WORK TO BE COMPLETED:
Even where a record seems odd, copy it exactly as it appears below.

EXERCISE MATERIAL:

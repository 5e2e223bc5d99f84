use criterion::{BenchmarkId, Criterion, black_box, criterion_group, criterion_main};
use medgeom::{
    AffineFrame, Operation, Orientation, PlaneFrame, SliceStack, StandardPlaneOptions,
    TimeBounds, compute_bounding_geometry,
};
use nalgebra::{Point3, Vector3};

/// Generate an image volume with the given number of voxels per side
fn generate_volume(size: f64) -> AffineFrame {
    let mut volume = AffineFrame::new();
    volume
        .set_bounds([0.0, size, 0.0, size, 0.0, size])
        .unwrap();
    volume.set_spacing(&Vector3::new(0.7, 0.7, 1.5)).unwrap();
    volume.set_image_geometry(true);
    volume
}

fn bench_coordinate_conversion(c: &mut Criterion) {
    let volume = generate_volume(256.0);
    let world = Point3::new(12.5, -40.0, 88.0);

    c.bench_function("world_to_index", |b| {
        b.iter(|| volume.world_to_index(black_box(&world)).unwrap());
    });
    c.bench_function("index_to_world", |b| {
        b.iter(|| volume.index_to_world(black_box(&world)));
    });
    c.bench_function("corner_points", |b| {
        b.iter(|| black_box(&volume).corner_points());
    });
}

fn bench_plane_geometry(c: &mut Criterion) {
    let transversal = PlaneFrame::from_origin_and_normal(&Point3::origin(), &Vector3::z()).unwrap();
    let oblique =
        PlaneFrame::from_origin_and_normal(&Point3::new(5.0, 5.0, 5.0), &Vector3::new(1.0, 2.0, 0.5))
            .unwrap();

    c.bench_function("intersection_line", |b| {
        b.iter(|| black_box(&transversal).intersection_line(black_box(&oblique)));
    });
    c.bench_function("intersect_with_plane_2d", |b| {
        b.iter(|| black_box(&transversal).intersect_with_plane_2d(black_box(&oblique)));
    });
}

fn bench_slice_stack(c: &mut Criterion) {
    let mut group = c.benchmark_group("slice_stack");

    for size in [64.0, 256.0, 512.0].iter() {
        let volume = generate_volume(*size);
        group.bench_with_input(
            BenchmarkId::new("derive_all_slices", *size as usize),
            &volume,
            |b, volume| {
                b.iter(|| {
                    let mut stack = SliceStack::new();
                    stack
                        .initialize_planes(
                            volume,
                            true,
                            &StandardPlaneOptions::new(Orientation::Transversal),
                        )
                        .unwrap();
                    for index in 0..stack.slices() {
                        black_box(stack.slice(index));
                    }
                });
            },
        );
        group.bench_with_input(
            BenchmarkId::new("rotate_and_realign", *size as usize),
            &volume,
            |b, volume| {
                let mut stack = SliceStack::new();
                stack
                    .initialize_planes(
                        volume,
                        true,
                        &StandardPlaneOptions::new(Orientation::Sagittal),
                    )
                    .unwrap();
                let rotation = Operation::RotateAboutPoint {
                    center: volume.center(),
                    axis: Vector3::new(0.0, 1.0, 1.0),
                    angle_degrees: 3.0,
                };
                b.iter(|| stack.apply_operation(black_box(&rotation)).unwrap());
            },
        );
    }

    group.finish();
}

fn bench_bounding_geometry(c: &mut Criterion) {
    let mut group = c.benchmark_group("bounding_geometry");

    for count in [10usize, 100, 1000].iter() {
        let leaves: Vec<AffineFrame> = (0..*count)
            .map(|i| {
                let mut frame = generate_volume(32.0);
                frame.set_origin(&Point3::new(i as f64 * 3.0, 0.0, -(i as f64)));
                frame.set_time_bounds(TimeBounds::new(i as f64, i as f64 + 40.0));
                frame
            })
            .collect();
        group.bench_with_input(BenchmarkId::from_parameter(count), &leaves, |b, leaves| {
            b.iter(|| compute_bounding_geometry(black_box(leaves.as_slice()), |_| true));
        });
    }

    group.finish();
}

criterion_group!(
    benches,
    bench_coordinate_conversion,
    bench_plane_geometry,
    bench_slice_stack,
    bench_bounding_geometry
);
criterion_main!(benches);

TASK ANSWER:
repository 5e2e223bc5d99f84
use criterion::{BenchmarkId, Criterion, black_box, criterion_group, criterion_main};
use medgeom::{
    AffineFrame, Operation, Orientation, PlaneFrame, SliceStack, StandardPlaneOptions,
    TimeBounds, compute_bounding_geometry,
};
use nalgebra::{Point3, Vector3};

/// Generate an image volume with the given number of voxels per side
fn generate_volume(size: f64) -> AffineFrame {
    let mut volume = AffineFrame::new();
    volume
        .set_bounds([0.0, size, 0.0, size, 0.0, size])
        .unwrap();
    volume.set_spacing(&Vector3::new(0.7, 0.7, 1.5)).unwrap();
    volume.set_image_geometry(true);
    volume
}

fn bench_coordinate_conversion(c: &mut Criterion) {
    let volume = generate_volume(256.0);
    let world = Point3::new(12.5, -40.0, 88.0);

    c.bench_function("world_to_index", |b| {
        b.iter(|| volume.world_to_index(black_box(&world)).unwrap());
    });
    c.bench_function("index_to_world", |b| {
        b.iter(|| volume.index_to_world(black_box(&world)));
    });
    c.bench_function("corner_points", |b| {
        b.iter(|| black_box(&volume).corner_points());
    });
}

fn bench_plane_geometry(c: &mut Criterion) {
    let transversal = PlaneFrame::from_origin_and_normal(&Point3::origin(), &Vector3::z()).unwrap();
    let oblique =
        PlaneFrame::from_origin_and_normal(&Point3::new(5.0, 5.0, 5.0), &Vector3::new(1.0, 2.0, 0.5))
            .unwrap();

    c.bench_function("intersection_line", |b| {
        b.iter(|| black_box(&transversal).intersection_line(black_box(&oblique)));
    });
    c.bench_function("intersect_with_plane_2d", |b| {
        b.iter(|| black_box(&transversal).intersect_with_plane_2d(black_box(&oblique)));
    });
}

fn bench_slice_stack(c: &mut Criterion) {
    let mut group = c.benchmark_group("slice_stack");

    for size in [64.0, 256.0, 512.0].iter() {
        let volume = generate_volume(*size);
        group.bench_with_input(
            BenchmarkId::new("derive_all_slices", *size as usize),
            &volume,
            |b, volume| {
                b.iter(|| {
                    let mut stack = SliceStack::new();
                    stack
                        .initialize_planes(
                            volume,
                            true,
                            &StandardPlaneOptions::new(Orientation::Transversal),
                        )
                        .unwrap();
                    for index in 0..stack.slices() {
                        black_box(stack.slice(index));
                    }
                });
            },
        );
        group.bench_with_input(
            BenchmarkId::new("rotate_and_realign", *size as usize),
            &volume,
            |b, volume| {
                let mut stack = SliceStack::new();
                stack
                    .initialize_planes(
                        volume,
                        true,
                        &StandardPlaneOptions::new(Orientation::Sagittal),
                    )
                    .unwrap();
                let rotation = Operation::RotateAboutPoint {
                    center: volume.center(),
                    axis: Vector3::new(0.0, 1.0, 1.0),
                    angle_degrees: 3.0,
                };
                b.iter(|| stack.apply_operation(black_box(&rotation)).unwrap());
            },
        );
    }

    group.finish();
}

fn bench_bounding_geometry(c: &mut Criterion) {
    let mut group = c.benchmark_group("bounding_geometry");

    for count in [10usize, 100, 1000].iter() {
        let leaves: Vec<AffineFrame> = (0..*count)
            .map(|i| {
                let mut frame = generate_volume(32.0);
                frame.set_origin(&Point3::new(i as f64 * 3.0, 0.0, -(i as f64)));
                frame.set_time_bounds(TimeBounds::new(i as f64, i as f64 + 40.0));
                frame
            })
            .collect();
        group.bench_with_input(BenchmarkId::from_parameter(count), &leaves, |b, leaves| {
            b.iter(|| compute_bounding_geometry(black_box(leaves.as_slice()), |_| true));
        });
    }

    group.finish();
}

criterion_group!(
    benches,
    bench_coordinate_conversion,
    bench_plane_geometry,
    bench_slice_stack,
    bench_bounding_geometry
);
criterion_main!(benches);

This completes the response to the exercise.